* **DATA IN THIS EXERCISE**:
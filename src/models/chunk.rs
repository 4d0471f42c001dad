use serde::{Deserialize, Serialize};

/// 代码分块
///
/// `chunk_id` 从 1 开始连续编号，同一次分块的所有分块共享 `total_chunks`
#[derive(Debug, Clone, PartialEq, Eq, Serialize, Deserialize)]
pub struct Chunk {
    pub chunk_id: usize,
    pub total_chunks: usize,
    /// 内容长度（字符数）
    pub size: usize,
    pub content: String,
}

impl Chunk {
    pub fn new(chunk_id: usize, content: String) -> Self {
        Self {
            chunk_id,
            total_chunks: 0,
            size: content.chars().count(),
            content,
        }
    }

    /// 合并评分时的权重，等于分块大小
    pub fn weight(&self) -> f64 {
        self.size as f64
    }
}
//! 内容分块服务 - 业务能力层
//!
//! 只负责"把长文本切成有界的分块"能力，不关心评审
//!
//! ## 规则
//! 1. 先按文件分隔符做结构预切分（`===` / `---` 开头的行，或包含 `File:` 的行）
//! 2. 不超过上限的段落直接成为一个分块
//! 3. 超长段落按行边界切分，相邻分块重叠 `overlap` 个字符
//! 4. 分块编号跨段落连续，全部完成后统一写入 `total_chunks`

use tracing::{debug, warn};

use crate::models::Chunk;

/// 向回查找换行符的最大距离
const LINE_LOOKBACK: usize = 100;

/// 将文本切分为有重叠的分块
///
/// 长度按字符计算。每个分块会去掉首尾空白，空分块被丢弃。
///
/// # 参数
/// - `text`: 原始文本
/// - `max_chunk_size`: 每个分块的最大字符数
/// - `overlap`: 相邻分块的重叠字符数
pub fn chunk_text(text: &str, max_chunk_size: usize, overlap: usize) -> Vec<String> {
    let chars: Vec<char> = text.chars().collect();
    let len = chars.len();

    if len <= max_chunk_size {
        return vec![text.to_string()];
    }

    let max_chunk_size = max_chunk_size.max(1);
    let lookback = LINE_LOOKBACK.min(max_chunk_size / 10);

    let mut chunks = Vec::new();
    let mut start = 0;

    while start < len {
        let mut end = start + max_chunk_size;

        if end < len {
            // 从 end 向回找换行符，分块包含该换行符
            if let Some(i) = (0..lookback).find(|&i| chars[end - i] == '\n') {
                end = end - i + 1;
            }
        }
        let end = end.min(len);

        let piece: String = chars[start..end].iter().collect();
        let trimmed = piece.trim();
        if !trimmed.is_empty() {
            chunks.push(trimmed.to_string());
        }

        if end >= len {
            break;
        }

        // start 必须严格递增；重叠过大时本步放弃重叠
        let next = end.saturating_sub(overlap);
        start = if next > start {
            next
        } else {
            warn!(
                "重叠 {} 字符会导致分块无法前进 (start={}, end={})，本次不重叠",
                overlap, start, end
            );
            end
        };
    }

    chunks
}

/// 按文件分隔符把内容预切分为段落
///
/// 没有找到分隔符（或只得到一个段落）时返回原始内容
pub fn split_sections(content: &str) -> Vec<String> {
    let mut sections = Vec::new();
    let mut current = String::new();

    for line in content.split('\n') {
        if is_section_marker(line) {
            if !current.trim().is_empty() {
                sections.push(current.trim().to_string());
            }
            current.clear();
        }
        current.push_str(line);
        current.push('\n');
    }

    if !current.trim().is_empty() {
        sections.push(current.trim().to_string());
    }

    if sections.len() <= 1 {
        return vec![content.to_string()];
    }

    sections
}

fn is_section_marker(line: &str) -> bool {
    line.starts_with("===") || line.starts_with("---") || line.contains("File:")
}

/// 对代码内容分块，尽量保持文件边界
///
/// # 返回
/// 按文档顺序排列的分块，编号从 1 开始，每个分块都带有最终的 `total_chunks`
pub fn chunk_code_content(code_content: &str, max_chunk_size: usize, overlap: usize) -> Vec<Chunk> {
    if code_content.chars().count() <= max_chunk_size {
        let mut chunk = Chunk::new(1, code_content.to_string());
        chunk.total_chunks = 1;
        return vec![chunk];
    }

    let sections = split_sections(code_content);
    debug!("结构预切分得到 {} 个段落", sections.len());

    let mut chunks: Vec<Chunk> = Vec::new();
    for section in sections {
        if section.chars().count() <= max_chunk_size {
            chunks.push(Chunk::new(chunks.len() + 1, section));
        } else {
            for piece in chunk_text(&section, max_chunk_size, overlap) {
                chunks.push(Chunk::new(chunks.len() + 1, piece));
            }
        }
    }

    let total_chunks = chunks.len();
    for chunk in &mut chunks {
        chunk.total_chunks = total_chunks;
    }

    chunks
}

/// 生成分块概要，用于日志
pub fn chunk_summary(chunks: &[Chunk]) -> String {
    let total_size: usize = chunks.iter().map(|c| c.size).sum();
    let average = if chunks.is_empty() { 0 } else { total_size / chunks.len() };

    let mut summary = format!(
        "Code Analysis Summary:\n- Total chunks: {}\n- Total content size: {} characters\n- Average chunk size: {} characters\n\nChunk breakdown:\n",
        chunks.len(),
        total_size,
        average
    );

    for chunk in chunks {
        let preview: String = chunk
            .content
            .chars()
            .take(100)
            .map(|c| if c == '\n' { ' ' } else { c })
            .collect();
        summary.push_str(&format!(
            "  Chunk {}: {} chars - {}...\n",
            chunk.chunk_id, chunk.size, preview
        ));
    }

    summary
}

* **TASK TO COMPLETE**: Find and copy each line of the data where "format" is present.

* **COMPLETED TASK**:
    let mut summary = format!(
        summary.push_str(&format!(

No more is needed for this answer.